PROBLEM STATEMENT:
Quote exactly the lines spanning from the top of the data below to the line that contains "else, or an", including both.

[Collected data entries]
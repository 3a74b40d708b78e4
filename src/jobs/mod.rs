//! Background task queue with a fixed worker pool.
//!
//! Units of work are re-runnable closures. A unit failing with a retryable
//! [`AppError`] is retried with exponential backoff; anything else, or an
//! exhausted retry budget, is reported to the registered failure handlers.

use futures::FutureExt;
use rand::rngs::SmallRng;
use rand::{Rng, SeedableRng};
use std::future::Future;
use std::panic::AssertUnwindSafe;
use std::pin::Pin;
use std::sync::atomic::{AtomicUsize, Ordering};
use std::sync::{Arc, PoisonError, RwLock};
use std::time::Duration;
use tokio::sync::{Mutex, mpsc};
use tokio::task::JoinHandle;
use tracing::{debug, error, info, warn};

use crate::config::JobsConfig;
use crate::error::AppError;

pub type JobFuture = Pin<Box<dyn Future<Output = Result<(), AppError>> + Send>>;
type JobUnit = Arc<dyn Fn() -> JobFuture + Send + Sync>;
pub type FailureHandler = Arc<dyn Fn(&JobFailure) + Send + Sync>;

/// A job that exhausted its attempts or failed permanently
#[derive(Debug)]
pub struct JobFailure {
    pub name: String,
    pub attempts: u32,
    pub error: AppError,
}

struct Job {
    name: String,
    unit: JobUnit,
}

#[derive(Debug, Default)]
struct Counters {
    succeeded: AtomicUsize,
    failed: AtomicUsize,
    retries: AtomicUsize,
}

#[derive(Debug, Clone, Copy, Default, PartialEq, Eq)]
pub struct JobStats {
    pub succeeded: usize,
    pub failed: usize,
    pub retries: usize,
}

/// `base * 2^attempt`, capped at the configured maximum
pub fn backoff_delay(config: &JobsConfig, attempt: u32) -> Duration {
    let delay_ms = config
        .base_backoff_ms
        .saturating_mul(2u64.saturating_pow(attempt));
    let cap_ms = config.max_backoff_seconds.saturating_mul(1000);
    Duration::from_millis(delay_ms.min(cap_ms))
}

/// Scales a delay by a random factor in 0.8..=1.2 so retries spread out
fn with_jitter(delay: Duration, rng: &mut SmallRng) -> Duration {
    delay.mul_f64(rng.random_range(0.8..=1.2))
}

struct Worker {
    id: usize,
    config: JobsConfig,
    receiver: Arc<Mutex<mpsc::Receiver<Job>>>,
    handlers: Arc<RwLock<Vec<FailureHandler>>>,
    counters: Arc<Counters>,
}

impl Worker {
    async fn run(self) {
        let mut rng = SmallRng::from_os_rng();
        loop {
            let job = self.receiver.lock().await.recv().await;
            let Some(job) = job else {
                debug!("Worker {} stopping", self.id);
                break;
            };
            self.execute(job, &mut rng).await;
        }
    }

    async fn execute(&self, job: Job, rng: &mut SmallRng) {
        let mut attempt: u32 = 0;
        loop {
            let outcome = AssertUnwindSafe((job.unit)()).catch_unwind().await;
            let result = outcome
                .unwrap_or_else(|_| Err(AppError::job_failed(&job.name, "unit of work panicked")));

            match result {
                Ok(()) => {
                    debug!("Job '{}' succeeded on attempt {}", job.name, attempt + 1);
                    self.counters.succeeded.fetch_add(1, Ordering::Relaxed);
                    return;
                }
                Err(e) if e.is_retryable() && attempt < self.config.max_retries => {
                    let delay = with_jitter(backoff_delay(&self.config, attempt), rng);
                    warn!(
                        "Job '{}' failed on attempt {}, retrying in {:?}: {}",
                        job.name,
                        attempt + 1,
                        delay,
                        e
                    );
                    self.counters.retries.fetch_add(1, Ordering::Relaxed);
                    tokio::time::sleep(delay).await;
                    attempt += 1;
                }
                Err(e) => {
                    error!("Job '{}' failed after {} attempts: {}", job.name, attempt + 1, e);
                    self.counters.failed.fetch_add(1, Ordering::Relaxed);
                    let failure = JobFailure {
                        name: job.name.clone(),
                        attempts: attempt + 1,
                        error: e,
                    };
                    let handlers = self
                        .handlers
                        .read()
                        .unwrap_or_else(PoisonError::into_inner)
                        .clone();
                    for handler in handlers {
                        handler(&failure);
                    }
                    return;
                }
            }
        }
    }
}

pub struct TaskQueue {
    sender: Option<mpsc::Sender<Job>>,
    workers: Vec<JoinHandle<()>>,
    handlers: Arc<RwLock<Vec<FailureHandler>>>,
    counters: Arc<Counters>,
}

impl TaskQueue {
    /// Spawns the worker pool. Must be called inside a tokio runtime.
    pub fn new(config: JobsConfig) -> Self {
        let (sender, receiver) = mpsc::channel(config.queue_capacity.max(1));
        let receiver = Arc::new(Mutex::new(receiver));
        let handlers: Arc<RwLock<Vec<FailureHandler>>> = Arc::default();
        let counters = Arc::new(Counters::default());

        let workers = (0..config.workers.max(1))
            .map(|id| {
                let worker = Worker {
                    id,
                    config: config.clone(),
                    receiver: receiver.clone(),
                    handlers: handlers.clone(),
                    counters: counters.clone(),
                };
                tokio::spawn(worker.run())
            })
            .collect::<Vec<_>>();
        info!("Started task queue with {} workers", workers.len());

        Self {
            sender: Some(sender),
            workers,
            handlers,
            counters,
        }
    }

    /// Queues a unit of work. Waits while the queue is full.
    pub async fn enqueue<F, Fut>(&self, name: impl Into<String>, unit: F) -> Result<(), AppError>
    where
        F: Fn() -> Fut + Send + Sync + 'static,
        Fut: Future<Output = Result<(), AppError>> + Send + 'static,
    {
        let name = name.into();
        let Some(sender) = &self.sender else {
            return Err(AppError::job_failed(name, "task queue is shut down"));
        };
        let unit: JobUnit = Arc::new(move || Box::pin(unit()) as JobFuture);
        sender
            .send(Job {
                name: name.clone(),
                unit,
            })
            .await
            .map_err(|_| AppError::job_failed(name, "task queue is closed"))
    }

    /// Registers a handler called once per permanently failed job
    pub fn on_failure<H>(&self, handler: H)
    where
        H: Fn(&JobFailure) + Send + Sync + 'static,
    {
        self.handlers
            .write()
            .unwrap_or_else(PoisonError::into_inner)
            .push(Arc::new(handler));
    }

    pub fn stats(&self) -> JobStats {
        JobStats {
            succeeded: self.counters.succeeded.load(Ordering::Relaxed),
            failed: self.counters.failed.load(Ordering::Relaxed),
            retries: self.counters.retries.load(Ordering::Relaxed),
        }
    }

    /// Stops accepting work, drains queued jobs and waits for the workers.
    pub async fn shutdown(mut self) -> JobStats {
        self.sender.take();
        for worker in self.workers.drain(..) {
            if let Err(e) = worker.await {
                error!("Task queue worker ended abnormally: {e}");
            }
        }
        let stats = self.stats();
        info!(
            "Task queue stopped: succeeded={}, failed={}, retries={}",
            stats.succeeded, stats.failed, stats.retries
        );
        stats
    }
}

ANSWER FOR THE TASK:
repository 3a74b40d708b78e4
filename src/jobs/mod.rs
//! Background task queue with a fixed worker pool.
//!
//! Units of work are re-runnable closures. A unit failing with a retryable
//! [`AppError`] is retried with exponential backoff; anything else, or an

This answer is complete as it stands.